Assigned task: Only lines with the string "Copy" should be returned from the data below.

Stored data:
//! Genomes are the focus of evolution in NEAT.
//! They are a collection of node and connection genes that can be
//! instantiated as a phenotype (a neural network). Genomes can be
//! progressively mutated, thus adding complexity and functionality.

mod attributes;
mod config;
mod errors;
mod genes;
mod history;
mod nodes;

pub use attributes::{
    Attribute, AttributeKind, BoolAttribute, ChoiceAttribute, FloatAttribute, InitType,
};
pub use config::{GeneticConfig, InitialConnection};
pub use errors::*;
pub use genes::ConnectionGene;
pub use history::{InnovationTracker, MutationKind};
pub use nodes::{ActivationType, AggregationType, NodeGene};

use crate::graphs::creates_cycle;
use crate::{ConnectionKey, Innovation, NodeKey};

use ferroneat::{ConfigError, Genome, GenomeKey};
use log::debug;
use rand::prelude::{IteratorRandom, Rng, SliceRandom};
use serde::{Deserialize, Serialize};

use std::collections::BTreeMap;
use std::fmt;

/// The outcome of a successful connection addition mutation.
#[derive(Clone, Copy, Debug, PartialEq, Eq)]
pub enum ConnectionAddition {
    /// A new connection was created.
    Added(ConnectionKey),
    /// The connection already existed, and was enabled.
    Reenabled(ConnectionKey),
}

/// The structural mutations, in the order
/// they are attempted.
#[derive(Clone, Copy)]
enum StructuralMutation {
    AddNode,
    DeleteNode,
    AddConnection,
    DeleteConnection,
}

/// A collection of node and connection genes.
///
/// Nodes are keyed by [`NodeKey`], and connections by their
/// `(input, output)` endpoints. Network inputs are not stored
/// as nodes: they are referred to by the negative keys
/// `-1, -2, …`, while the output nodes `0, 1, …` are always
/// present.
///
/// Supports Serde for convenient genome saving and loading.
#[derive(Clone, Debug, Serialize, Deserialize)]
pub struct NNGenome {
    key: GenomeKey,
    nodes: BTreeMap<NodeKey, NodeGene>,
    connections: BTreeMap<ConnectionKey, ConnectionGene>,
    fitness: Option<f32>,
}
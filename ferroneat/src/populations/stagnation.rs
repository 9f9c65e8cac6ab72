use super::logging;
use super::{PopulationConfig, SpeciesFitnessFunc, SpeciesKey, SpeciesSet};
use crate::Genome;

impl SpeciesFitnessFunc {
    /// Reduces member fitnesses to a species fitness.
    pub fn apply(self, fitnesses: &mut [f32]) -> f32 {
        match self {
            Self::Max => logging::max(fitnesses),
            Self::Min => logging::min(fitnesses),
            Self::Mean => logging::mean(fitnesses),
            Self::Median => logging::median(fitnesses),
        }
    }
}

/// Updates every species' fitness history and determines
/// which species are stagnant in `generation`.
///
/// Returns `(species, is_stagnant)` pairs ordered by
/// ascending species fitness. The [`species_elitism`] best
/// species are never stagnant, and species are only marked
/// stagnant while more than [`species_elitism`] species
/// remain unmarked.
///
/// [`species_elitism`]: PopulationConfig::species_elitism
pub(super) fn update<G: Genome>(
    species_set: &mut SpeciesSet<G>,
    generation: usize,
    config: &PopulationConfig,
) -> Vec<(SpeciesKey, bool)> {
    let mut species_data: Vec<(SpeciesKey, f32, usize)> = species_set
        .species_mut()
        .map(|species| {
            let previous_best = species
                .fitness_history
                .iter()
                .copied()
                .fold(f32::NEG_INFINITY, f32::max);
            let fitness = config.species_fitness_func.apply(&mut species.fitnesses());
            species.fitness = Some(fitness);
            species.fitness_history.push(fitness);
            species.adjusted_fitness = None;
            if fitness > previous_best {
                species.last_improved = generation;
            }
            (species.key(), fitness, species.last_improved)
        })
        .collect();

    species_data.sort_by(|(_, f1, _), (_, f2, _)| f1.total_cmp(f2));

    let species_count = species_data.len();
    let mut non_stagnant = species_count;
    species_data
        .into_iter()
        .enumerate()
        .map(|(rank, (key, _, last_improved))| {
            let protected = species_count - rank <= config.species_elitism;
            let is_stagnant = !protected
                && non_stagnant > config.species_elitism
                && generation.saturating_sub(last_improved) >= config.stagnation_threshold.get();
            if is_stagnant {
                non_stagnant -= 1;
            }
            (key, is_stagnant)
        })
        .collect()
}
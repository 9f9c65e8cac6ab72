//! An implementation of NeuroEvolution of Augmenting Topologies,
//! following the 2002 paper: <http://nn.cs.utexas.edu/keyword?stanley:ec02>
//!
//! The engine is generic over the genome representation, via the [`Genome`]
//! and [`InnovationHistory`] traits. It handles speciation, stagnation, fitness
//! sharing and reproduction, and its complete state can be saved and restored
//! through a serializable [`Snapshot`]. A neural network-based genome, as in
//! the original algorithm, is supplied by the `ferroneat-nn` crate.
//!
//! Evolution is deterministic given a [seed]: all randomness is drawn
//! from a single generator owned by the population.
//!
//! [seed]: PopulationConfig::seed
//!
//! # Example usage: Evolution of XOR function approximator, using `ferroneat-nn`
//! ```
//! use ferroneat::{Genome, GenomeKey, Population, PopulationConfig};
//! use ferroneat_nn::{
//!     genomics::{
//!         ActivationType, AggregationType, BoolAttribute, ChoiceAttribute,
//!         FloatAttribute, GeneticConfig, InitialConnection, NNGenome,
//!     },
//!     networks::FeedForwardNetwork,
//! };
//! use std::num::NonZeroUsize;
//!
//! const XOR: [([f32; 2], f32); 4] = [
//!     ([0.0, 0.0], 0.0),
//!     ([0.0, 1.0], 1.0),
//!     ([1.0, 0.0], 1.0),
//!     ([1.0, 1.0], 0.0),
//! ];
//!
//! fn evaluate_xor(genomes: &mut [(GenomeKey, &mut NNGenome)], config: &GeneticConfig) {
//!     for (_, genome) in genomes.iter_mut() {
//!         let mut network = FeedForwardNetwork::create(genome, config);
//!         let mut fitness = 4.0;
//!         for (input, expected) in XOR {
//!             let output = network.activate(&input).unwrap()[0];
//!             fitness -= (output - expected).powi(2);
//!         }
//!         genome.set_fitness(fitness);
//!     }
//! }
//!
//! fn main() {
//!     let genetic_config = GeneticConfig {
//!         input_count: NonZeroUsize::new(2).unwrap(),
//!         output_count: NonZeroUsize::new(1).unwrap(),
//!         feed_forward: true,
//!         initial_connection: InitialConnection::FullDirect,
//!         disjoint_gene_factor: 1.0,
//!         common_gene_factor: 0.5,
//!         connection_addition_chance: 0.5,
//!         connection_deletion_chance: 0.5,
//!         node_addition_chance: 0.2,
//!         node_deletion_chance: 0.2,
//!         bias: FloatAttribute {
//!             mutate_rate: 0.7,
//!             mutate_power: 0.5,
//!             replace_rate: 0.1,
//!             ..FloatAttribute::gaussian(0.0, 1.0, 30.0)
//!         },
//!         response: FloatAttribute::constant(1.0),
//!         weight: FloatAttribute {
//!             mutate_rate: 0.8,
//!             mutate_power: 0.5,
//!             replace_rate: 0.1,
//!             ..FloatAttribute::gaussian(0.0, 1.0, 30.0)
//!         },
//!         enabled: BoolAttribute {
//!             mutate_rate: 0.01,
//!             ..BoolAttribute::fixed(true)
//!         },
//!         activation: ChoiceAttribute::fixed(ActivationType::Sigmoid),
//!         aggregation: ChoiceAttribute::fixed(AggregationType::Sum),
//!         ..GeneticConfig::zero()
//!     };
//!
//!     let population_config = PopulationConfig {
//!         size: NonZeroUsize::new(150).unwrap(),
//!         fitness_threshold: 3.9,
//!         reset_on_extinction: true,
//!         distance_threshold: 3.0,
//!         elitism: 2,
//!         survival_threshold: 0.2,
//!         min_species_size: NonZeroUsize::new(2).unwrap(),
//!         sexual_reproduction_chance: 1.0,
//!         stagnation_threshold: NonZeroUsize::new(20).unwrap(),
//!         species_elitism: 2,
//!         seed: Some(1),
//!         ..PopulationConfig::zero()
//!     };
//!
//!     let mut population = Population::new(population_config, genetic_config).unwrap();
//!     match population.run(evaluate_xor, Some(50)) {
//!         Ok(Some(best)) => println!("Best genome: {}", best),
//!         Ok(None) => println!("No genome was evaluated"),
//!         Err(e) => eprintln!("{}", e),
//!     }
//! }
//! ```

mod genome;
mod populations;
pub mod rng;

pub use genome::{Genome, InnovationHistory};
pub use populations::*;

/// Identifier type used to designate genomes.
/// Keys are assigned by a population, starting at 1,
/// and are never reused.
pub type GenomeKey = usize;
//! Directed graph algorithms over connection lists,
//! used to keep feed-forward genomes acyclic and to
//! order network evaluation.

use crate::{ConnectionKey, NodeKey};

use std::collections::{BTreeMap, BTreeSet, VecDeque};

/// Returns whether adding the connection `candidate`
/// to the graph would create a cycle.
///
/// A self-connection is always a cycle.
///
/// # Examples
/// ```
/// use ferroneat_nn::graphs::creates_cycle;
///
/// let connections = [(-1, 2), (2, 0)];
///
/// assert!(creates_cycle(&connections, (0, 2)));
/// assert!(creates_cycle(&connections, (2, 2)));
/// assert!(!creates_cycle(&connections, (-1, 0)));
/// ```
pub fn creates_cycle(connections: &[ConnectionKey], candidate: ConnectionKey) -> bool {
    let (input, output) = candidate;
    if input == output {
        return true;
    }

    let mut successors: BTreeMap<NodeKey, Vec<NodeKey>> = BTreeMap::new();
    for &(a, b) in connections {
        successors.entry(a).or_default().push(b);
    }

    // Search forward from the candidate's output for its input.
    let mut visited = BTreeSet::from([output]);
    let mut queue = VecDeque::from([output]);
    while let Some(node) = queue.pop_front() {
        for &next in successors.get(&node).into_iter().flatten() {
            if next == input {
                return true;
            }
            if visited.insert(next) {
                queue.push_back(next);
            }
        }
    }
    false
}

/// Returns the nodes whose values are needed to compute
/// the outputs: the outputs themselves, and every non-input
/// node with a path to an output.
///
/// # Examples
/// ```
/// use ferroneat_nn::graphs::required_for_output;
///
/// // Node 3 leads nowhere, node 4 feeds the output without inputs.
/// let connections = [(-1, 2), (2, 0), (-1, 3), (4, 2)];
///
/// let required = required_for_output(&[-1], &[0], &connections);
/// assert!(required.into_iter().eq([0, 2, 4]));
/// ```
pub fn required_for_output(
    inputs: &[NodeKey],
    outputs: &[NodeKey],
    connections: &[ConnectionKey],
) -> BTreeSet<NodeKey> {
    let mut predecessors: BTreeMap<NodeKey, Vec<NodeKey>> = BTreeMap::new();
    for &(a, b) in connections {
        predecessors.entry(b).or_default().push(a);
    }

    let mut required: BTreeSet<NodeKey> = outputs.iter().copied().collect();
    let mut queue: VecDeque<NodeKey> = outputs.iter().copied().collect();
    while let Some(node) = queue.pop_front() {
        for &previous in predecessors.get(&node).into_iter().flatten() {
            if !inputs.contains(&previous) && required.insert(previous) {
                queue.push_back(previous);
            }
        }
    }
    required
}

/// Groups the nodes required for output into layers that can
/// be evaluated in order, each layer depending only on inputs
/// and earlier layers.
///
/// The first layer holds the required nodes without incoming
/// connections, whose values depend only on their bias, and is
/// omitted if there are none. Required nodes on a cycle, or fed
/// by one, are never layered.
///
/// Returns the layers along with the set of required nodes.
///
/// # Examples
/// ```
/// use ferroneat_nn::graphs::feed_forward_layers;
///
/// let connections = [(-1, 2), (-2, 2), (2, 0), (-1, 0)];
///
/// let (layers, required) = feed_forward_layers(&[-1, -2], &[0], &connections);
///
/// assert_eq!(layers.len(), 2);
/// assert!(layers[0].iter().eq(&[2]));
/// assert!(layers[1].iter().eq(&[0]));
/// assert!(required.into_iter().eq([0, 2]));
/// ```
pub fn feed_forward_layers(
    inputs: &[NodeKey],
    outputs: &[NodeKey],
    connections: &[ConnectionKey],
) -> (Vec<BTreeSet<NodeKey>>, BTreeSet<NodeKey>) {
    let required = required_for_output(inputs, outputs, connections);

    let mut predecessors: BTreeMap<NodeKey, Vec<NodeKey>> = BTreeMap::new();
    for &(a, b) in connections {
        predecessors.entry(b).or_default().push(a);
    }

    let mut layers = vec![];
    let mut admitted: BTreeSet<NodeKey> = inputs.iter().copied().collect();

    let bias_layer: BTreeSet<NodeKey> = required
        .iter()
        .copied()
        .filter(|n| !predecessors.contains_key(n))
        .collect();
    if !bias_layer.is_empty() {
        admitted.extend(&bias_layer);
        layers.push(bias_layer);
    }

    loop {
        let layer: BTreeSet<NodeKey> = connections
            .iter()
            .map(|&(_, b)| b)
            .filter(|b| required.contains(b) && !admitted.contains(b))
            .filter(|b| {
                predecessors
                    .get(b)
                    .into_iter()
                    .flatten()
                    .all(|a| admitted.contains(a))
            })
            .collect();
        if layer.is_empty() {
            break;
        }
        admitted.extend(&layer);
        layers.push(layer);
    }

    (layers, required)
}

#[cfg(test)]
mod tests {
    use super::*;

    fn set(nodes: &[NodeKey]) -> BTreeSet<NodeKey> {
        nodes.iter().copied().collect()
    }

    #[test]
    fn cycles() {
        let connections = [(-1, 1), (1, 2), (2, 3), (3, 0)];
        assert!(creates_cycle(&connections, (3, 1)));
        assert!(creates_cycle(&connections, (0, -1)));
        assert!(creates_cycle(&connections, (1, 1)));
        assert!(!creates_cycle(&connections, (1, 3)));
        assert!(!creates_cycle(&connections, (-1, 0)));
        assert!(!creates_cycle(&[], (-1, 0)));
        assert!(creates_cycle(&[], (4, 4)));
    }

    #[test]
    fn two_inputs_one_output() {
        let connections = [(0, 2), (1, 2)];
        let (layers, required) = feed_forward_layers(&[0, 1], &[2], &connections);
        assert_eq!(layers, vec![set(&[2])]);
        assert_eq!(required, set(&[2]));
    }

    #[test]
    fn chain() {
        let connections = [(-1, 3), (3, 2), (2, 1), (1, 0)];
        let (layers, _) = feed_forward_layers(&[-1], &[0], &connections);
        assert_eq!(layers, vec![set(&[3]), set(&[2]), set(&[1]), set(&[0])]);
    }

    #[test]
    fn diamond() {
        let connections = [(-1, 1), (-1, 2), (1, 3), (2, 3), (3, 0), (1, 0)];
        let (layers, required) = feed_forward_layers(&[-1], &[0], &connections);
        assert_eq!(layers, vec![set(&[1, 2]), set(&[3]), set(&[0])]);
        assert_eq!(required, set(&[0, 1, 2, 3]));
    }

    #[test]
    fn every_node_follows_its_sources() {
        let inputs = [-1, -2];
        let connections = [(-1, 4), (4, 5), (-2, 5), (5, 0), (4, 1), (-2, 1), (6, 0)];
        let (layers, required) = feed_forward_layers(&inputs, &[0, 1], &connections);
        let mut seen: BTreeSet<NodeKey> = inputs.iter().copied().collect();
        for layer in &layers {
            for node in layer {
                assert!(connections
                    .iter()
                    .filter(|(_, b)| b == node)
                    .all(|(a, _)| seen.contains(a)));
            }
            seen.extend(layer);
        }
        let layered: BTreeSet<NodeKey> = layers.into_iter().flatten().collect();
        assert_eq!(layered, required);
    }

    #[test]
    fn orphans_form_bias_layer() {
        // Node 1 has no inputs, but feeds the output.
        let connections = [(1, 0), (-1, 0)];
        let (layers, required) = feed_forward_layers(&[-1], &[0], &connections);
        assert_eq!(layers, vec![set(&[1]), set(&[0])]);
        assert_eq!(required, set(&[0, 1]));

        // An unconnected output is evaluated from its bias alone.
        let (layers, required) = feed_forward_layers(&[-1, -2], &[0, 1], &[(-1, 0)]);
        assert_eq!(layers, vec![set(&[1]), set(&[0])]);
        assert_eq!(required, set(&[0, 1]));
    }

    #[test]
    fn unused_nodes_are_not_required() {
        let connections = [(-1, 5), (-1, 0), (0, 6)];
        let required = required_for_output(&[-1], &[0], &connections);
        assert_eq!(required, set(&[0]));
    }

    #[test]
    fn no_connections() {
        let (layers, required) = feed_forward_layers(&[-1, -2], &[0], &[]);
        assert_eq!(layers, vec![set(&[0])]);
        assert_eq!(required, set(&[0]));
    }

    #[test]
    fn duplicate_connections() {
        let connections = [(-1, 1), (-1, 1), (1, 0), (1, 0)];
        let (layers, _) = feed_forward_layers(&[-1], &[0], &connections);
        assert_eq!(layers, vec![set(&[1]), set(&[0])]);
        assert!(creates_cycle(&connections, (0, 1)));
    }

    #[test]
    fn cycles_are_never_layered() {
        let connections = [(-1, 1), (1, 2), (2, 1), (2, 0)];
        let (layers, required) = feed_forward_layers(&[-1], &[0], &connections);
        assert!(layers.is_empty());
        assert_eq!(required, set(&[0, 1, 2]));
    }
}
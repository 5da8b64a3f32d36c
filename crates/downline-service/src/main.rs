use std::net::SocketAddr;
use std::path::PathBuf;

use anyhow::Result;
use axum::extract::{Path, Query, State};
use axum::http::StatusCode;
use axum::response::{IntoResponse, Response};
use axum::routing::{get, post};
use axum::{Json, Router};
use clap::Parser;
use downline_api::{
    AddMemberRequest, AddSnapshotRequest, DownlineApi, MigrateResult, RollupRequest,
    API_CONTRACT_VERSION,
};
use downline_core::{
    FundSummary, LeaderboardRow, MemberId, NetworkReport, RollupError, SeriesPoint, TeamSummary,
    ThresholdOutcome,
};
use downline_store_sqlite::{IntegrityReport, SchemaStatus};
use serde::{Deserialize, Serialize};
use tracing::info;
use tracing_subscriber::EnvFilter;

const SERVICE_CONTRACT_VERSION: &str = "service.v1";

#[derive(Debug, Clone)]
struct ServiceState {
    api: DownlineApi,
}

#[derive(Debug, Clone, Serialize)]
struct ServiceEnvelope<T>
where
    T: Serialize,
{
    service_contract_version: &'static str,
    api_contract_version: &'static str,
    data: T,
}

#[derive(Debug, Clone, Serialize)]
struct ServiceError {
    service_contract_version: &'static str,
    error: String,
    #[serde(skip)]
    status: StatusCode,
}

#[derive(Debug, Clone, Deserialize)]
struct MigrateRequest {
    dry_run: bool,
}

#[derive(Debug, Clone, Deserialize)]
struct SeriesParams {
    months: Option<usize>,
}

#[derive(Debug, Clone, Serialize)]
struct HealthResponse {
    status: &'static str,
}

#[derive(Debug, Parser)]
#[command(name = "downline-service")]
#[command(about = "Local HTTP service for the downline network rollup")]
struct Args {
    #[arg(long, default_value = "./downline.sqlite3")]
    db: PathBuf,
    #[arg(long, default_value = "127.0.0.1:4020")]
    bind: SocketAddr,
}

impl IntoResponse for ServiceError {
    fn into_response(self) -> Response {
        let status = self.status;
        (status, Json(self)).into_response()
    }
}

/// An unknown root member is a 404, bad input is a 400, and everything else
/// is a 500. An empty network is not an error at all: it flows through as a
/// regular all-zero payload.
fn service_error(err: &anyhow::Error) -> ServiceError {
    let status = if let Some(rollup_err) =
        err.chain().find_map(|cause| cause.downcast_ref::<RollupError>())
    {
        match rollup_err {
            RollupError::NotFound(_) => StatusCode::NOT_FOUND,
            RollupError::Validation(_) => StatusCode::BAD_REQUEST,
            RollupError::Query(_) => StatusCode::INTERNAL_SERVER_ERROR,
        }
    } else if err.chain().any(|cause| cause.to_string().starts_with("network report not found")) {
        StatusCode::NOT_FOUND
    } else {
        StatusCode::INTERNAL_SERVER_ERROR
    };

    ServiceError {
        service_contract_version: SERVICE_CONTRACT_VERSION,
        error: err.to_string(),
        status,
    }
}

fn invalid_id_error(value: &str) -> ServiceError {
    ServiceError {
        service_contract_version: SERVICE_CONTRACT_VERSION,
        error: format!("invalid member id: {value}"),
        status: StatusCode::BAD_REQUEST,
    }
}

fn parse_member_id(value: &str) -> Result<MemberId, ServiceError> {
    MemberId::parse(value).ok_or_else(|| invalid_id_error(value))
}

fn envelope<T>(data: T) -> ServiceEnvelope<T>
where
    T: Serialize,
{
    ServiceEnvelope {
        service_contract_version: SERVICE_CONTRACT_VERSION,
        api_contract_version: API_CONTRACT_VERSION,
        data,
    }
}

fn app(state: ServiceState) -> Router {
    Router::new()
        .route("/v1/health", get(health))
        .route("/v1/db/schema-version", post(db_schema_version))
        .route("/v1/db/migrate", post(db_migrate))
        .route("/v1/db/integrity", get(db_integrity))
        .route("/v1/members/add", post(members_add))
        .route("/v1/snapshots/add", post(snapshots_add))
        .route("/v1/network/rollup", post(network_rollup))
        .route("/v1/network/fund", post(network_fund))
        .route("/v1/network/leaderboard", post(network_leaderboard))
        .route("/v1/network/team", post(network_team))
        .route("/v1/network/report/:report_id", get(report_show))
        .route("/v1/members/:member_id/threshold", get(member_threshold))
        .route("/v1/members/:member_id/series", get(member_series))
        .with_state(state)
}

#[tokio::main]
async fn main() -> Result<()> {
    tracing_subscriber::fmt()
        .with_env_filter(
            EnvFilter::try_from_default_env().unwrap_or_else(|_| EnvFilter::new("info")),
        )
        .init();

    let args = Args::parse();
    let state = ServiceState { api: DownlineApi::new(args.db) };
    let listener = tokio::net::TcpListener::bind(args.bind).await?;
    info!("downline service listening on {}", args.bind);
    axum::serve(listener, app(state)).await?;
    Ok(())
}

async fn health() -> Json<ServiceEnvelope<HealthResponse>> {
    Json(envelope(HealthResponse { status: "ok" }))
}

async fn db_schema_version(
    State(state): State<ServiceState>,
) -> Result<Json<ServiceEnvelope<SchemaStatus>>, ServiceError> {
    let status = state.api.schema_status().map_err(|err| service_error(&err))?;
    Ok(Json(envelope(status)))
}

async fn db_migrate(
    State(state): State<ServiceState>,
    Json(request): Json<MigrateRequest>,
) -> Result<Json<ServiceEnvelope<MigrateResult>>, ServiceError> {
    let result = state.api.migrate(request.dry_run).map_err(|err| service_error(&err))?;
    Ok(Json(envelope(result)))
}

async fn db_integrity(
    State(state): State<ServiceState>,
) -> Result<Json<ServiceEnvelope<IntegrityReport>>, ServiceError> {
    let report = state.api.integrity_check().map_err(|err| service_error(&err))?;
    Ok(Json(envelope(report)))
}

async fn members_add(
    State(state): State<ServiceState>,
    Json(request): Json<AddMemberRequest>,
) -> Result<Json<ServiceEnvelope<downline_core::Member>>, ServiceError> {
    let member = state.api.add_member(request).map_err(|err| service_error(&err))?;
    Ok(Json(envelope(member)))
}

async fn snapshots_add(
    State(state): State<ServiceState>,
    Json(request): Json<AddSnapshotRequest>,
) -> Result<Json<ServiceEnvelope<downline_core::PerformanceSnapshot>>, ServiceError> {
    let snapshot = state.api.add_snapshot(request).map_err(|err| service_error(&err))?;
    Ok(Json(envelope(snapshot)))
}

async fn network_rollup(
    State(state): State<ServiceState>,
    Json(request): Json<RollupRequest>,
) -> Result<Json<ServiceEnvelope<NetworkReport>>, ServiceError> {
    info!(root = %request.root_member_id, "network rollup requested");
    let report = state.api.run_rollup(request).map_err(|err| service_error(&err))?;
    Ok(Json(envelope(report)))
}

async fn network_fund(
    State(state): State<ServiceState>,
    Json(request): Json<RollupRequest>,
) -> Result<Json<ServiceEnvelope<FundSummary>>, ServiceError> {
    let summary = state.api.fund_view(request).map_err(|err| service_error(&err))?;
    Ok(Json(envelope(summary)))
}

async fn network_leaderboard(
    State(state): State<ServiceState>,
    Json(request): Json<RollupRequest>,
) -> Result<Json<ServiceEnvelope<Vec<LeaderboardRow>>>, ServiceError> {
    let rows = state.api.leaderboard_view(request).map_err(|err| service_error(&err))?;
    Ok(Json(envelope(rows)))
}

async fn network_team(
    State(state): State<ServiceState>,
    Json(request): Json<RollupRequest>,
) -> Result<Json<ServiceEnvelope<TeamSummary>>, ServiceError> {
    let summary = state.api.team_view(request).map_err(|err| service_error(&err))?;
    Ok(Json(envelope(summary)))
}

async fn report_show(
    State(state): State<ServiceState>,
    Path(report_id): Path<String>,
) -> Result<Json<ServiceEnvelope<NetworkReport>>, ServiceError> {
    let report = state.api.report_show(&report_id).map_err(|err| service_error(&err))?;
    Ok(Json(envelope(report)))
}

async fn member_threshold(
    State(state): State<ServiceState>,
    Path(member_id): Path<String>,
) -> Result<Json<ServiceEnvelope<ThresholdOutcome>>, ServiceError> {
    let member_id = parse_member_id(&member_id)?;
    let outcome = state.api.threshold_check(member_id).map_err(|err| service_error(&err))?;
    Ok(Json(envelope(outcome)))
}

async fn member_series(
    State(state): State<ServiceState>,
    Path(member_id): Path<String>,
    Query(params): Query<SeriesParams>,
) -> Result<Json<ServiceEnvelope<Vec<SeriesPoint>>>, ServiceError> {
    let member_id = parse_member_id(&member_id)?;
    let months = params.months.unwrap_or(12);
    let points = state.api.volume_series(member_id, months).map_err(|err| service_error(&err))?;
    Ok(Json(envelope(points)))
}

Reply:
#[derive(Clone, Copy, Debug, PartialEq, Eq)]
#[derive(Clone, Copy)]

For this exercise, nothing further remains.